The identification of a vegetation does not independently establish the diagnosis of active infectious endocarditis because vegetations may persist after the treatment of the acute illness.68 The presence of a vegetation and its size and evolution have been correlated with clinical outcome; however, this remains controversial, and the mere detection of a vegetation is not an indication for surgery.69,70

Echocardiography can help in the assessment of the complications of infectious endocarditis, which include embolic events, native valve destruction and dysfunction, prosthetic valve dehiscence, abscess formation, conduction abnormalities, and acute decompensated heart failure.

Case 10: Routine Screening

Case

An 18-year-old man experiences transient dizziness while participating in a summer preseason football camp.

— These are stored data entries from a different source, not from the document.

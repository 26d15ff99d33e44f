use dcrdesk_schema::errors::ERR_INVALID_PASSPHRASE;
use dcrdesk_schema::values::{string, Str};
use eframe::egui;
use eframe::egui::Layout;

use crate::common::{body2, error_label, h6, outline_button, primary_button};
use crate::components::clickable::Clickable;
use crate::components::editor::Editor;
use crate::modal::{modal_event_channel, Modal, ModalEventSender, ModalFrame, PasswordModalEvent};
use crate::page::GuiContext;
use crate::theme::values;

pub const PASSWORD_MODAL_ID: &str = "password_modal";

pub type PasswordEntered<G> = Box<dyn FnMut(&str, &mut PasswordModal<G>, &mut G) -> bool>;

/// Asks for the spending password of an existing wallet.
pub struct PasswordModal<G> {
    frame: ModalFrame<G>,
    gctx: GuiContext<G>,
    title: String,
    description: String,
    password: Editor,
    confirm: Clickable,
    cancel: Clickable,
    is_loading: bool,
    error: String,
    callback: Option<PasswordEntered<G>>,
    negative_button: Option<Box<dyn FnMut(&mut G)>>,
    events: flume::Receiver<PasswordModalEvent>,
    event_sender: ModalEventSender,
}

impl<G: 'static> PasswordModal<G> {
    pub fn new(gctx: &GuiContext<G>) -> Self {
        let (event_sender, events) = modal_event_channel();
        Self {
            frame: ModalFrame::new(PASSWORD_MODAL_ID, gctx.nav.clone()),
            gctx: gctx.clone(),
            title: String::new(),
            description: String::new(),
            password: Editor::password(string(Str::SpendingPassword)),
            confirm: Clickable::new(),
            cancel: Clickable::new(),
            is_loading: false,
            error: String::new(),
            callback: None,
            negative_button: None,
            events,
            event_sender,
        }
    }

    pub fn title(mut self, title: impl Into<String>) -> Self {
        self.title = title.into();
        self
    }

    pub fn description(mut self, description: impl Into<String>) -> Self {
        self.description = description.into();
        self
    }

    pub fn hint(mut self, hint: impl Into<String>) -> Self {
        self.password.hint = hint.into();
        self
    }

    pub fn password_entered(mut self, callback: impl FnMut(&str, &mut PasswordModal<G>, &mut G) -> bool + 'static) -> Self {
        self.callback = Some(Box::new(callback));
        self
    }

    pub fn negative_button(mut self, callback: impl FnMut(&mut G) + 'static) -> Self {
        self.negative_button = Some(Box::new(callback));
        self
    }

    pub fn event_sender(&self) -> ModalEventSender {
        self.event_sender.clone()
    }

    pub fn set_loading(&mut self, loading: bool) {
        self.is_loading = loading;
    }

    pub fn is_loading(&self) -> bool {
        self.is_loading
    }

    pub fn set_error(&mut self, error: impl Into<String>) {
        let error = error.into();
        self.error = if error == ERR_INVALID_PASSPHRASE {
            string(Str::InvalidPassphrase).to_string()
        } else {
            error
        };
    }

    pub fn error(&self) -> &str {
        &self.error
    }

    pub fn set_password(&mut self, text: impl Into<String>) {
        self.password.set_text(text);
    }

    pub fn click_confirm(&mut self) {
        self.confirm.click();
    }

    pub fn click_cancel(&mut self) {
        self.cancel.click();
    }

    pub fn is_dismissed(&self) -> bool {
        self.frame.is_dismissed()
    }

    pub fn dismiss(&mut self) {
        self.frame.dismiss();
    }

    fn submit(&mut self, g: &mut G) {
        self.set_loading(true);
        let password = self.password.text().to_string();
        match self.callback.take() {
            Some(mut callback) => {
                let done = callback(&password, self, g);
                self.callback = Some(callback);
                if done {
                    self.frame.dismiss();
                }
            }
            None => self.frame.dismiss(),
        }
    }
}

impl<G: 'static> Modal<G> for PasswordModal<G> {
    fn id(&self) -> &str {
        self.frame.id()
    }

    fn on_resume(&mut self, _g: &mut G) {
        self.password.focus();
    }

    fn handle(&mut self, g: &mut G) {
        while let Ok(event) = self.events.try_recv() {
            match event {
                PasswordModalEvent::SetError(e) => self.set_error(e),
                PasswordModalEvent::SetLoading(l) => self.set_loading(l),
                PasswordModalEvent::Dismiss => self.frame.dismiss(),
            }
        }
        if self.frame.is_dismissed() {
            return;
        }

        let events = self.password.take_events();
        if events.changed {
            self.error.clear();
            self.password.set_error("");
        }

        let confirm_clicked = self.confirm.clicked();
        if (confirm_clicked || events.submit) && !self.is_loading {
            if self.password.is_empty() {
                self.password.set_error(string(Str::EnterSpendingPassword));
            } else {
                self.submit(g);
            }
        }

        let cancelled = self.cancel.clicked() || self.frame.backdrop_clicked();
        if cancelled && !self.is_loading {
            if let Some(callback) = self.negative_button.as_mut() {
                callback(g);
            }
            self.frame.dismiss();
        }
    }

    fn layout(&mut self, ctx: &egui::Context, _g: &G) {
        let theme = self.gctx.theme();
        let Self { frame, title, description, password, confirm, cancel, is_loading, error, .. } = self;
        frame.layout(ctx, &theme, |ui| {
            h6(ui, &theme, title.clone());
            if !description.is_empty() {
                body2(ui, &theme, description.clone());
            }
            ui.add_space(values::MARGIN_PADDING_12);
            ui.add_enabled_ui(!*is_loading, |ui| {
                password.layout(ui, &theme);
            });
            if !error.is_empty() {
                error_label(ui, &theme, error.clone());
            }
            ui.add_space(values::MARGIN_PADDING_16);
            ui.with_layout(Layout::right_to_left(egui::Align::Center), |ui| {
                if *is_loading {
                    ui.spinner();
                } else {
                    let enabled = !password.is_empty();
                    confirm.add_enabled(ui, enabled, primary_button(&theme, string(Str::Confirm), enabled));
                    cancel.add(ui, outline_button(&theme, string(Str::Cancel)));
                }
            });
        });
    }
}
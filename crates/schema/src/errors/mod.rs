pub mod into_error;

/// Sentinel returned by the wallet collaborator when a wallet name is taken.
pub const ERR_EXIST: &str = "exists";
/// Sentinel returned by the wallet collaborator on a bad spending password.
pub const ERR_INVALID_PASSPHRASE: &str = "invalid_passphrase";

use crate::{ErrorCode, ErrorInfo};

impl ErrorInfo {
    /// The string a password modal receives for this error.
    pub fn modal_message(&self) -> String {
        match self.code {
            ErrorCode::WalletExists => ERR_EXIST.to_string(),
            ErrorCode::InvalidPassphrase => ERR_INVALID_PASSPHRASE.to_string(),
            _ => self.message.clone(),
        }
    }
}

The athlete had no prior cardiopulmonary signs or symptoms. His symptoms were quickly relieved with rest and fluids.

Physical examination revealed a mildly diaphoretic agitated young adult. Supine pulse was 96 bpm and regular. Blood pressure was 90/60 mm Hg with orthostatic changes. Cardiac auscultation revealed an innocent short 2/6 systolic ejection murmur. ECG results were normal.

Student Athlete

The majority of nontraumatic, nonheat or drug-related episodes of sudden death in young athletes are due to cardiovascular diseases. The most common cardiovascular disorders are hypertrophic cardiomyopathy, coronary anomalies, and myocarditis. However, the prevalence of significant underlying cardiovascular disease is ≤1/200 of approximately 12 million student athletes in the United States.71

Although recognizing the limits of current screening procedures, because the incidence of significant congenital and acquired abnormalities is low in the asymptomatic student athlete, current guidelines continue to recommend only a preparticipation history, physical examination, and ECG.72 Two-dimensional echocardiography is recommended in symptomatic student athletes in whom a cardiovascular disorder is suspected.

Coronary Artery Disease

Older athletes with known coronary artery disease should have an LV function test and a maximal exercise stress test before competing in competitive or rigorous physical activity. Individuals with LVEFs ≥50%, normal age-adjusted exercise capacity, and no inducible ischemia can be considered to be at only mildly increased risk. Routine preparticipation screening is not recommended in asymptomatic adults.

The role of routine screening echocardiography in the asymptomatic young athlete or in the asymptomatic older individual who participates in strenuous physical exertion has not been established.

Acc/Aha/Ase Guidelines: Screening for Cardiovascular Disease

• Class I
  • Patients with a family history or first-degree relatives with genetically transmitted cardiovascular disease such as idiopathic dilated cardiomyopathies, hypertrophic cardiomyopathy, or ARVD
  • Patients with Marfan syndrome or connective tissue diseases
  • Baseline and follow-up in patients receiving cardiotoxic agents
  • Potential donors for cardiac transplantation
• Class III
  • The general population
  • Routine screening before competitive sports in patients with a normal cardiovascular history, physical examination, and ECG

Echocardiography is an exciting and rapidly evolving cardiac imaging modality. Echocardiography is safe and noninvasive, and it is virtually universally available in hospitals, offices, and clinics. New hand-held devices promise even greater availability and utility.

Echocardiography plays an important role in the diagnosis of many common clinical problems. Both transthoracic and transesophageal echocardiography have expanding roles in interventional cardiology. Digitally acquired echocardiographic studies can be transmitted electronically for remote expert interpretation.

Emerging three-dimensional, tissue Doppler, and intracardiac imaging technologies ensure greater future clinical applicability of echocardiography.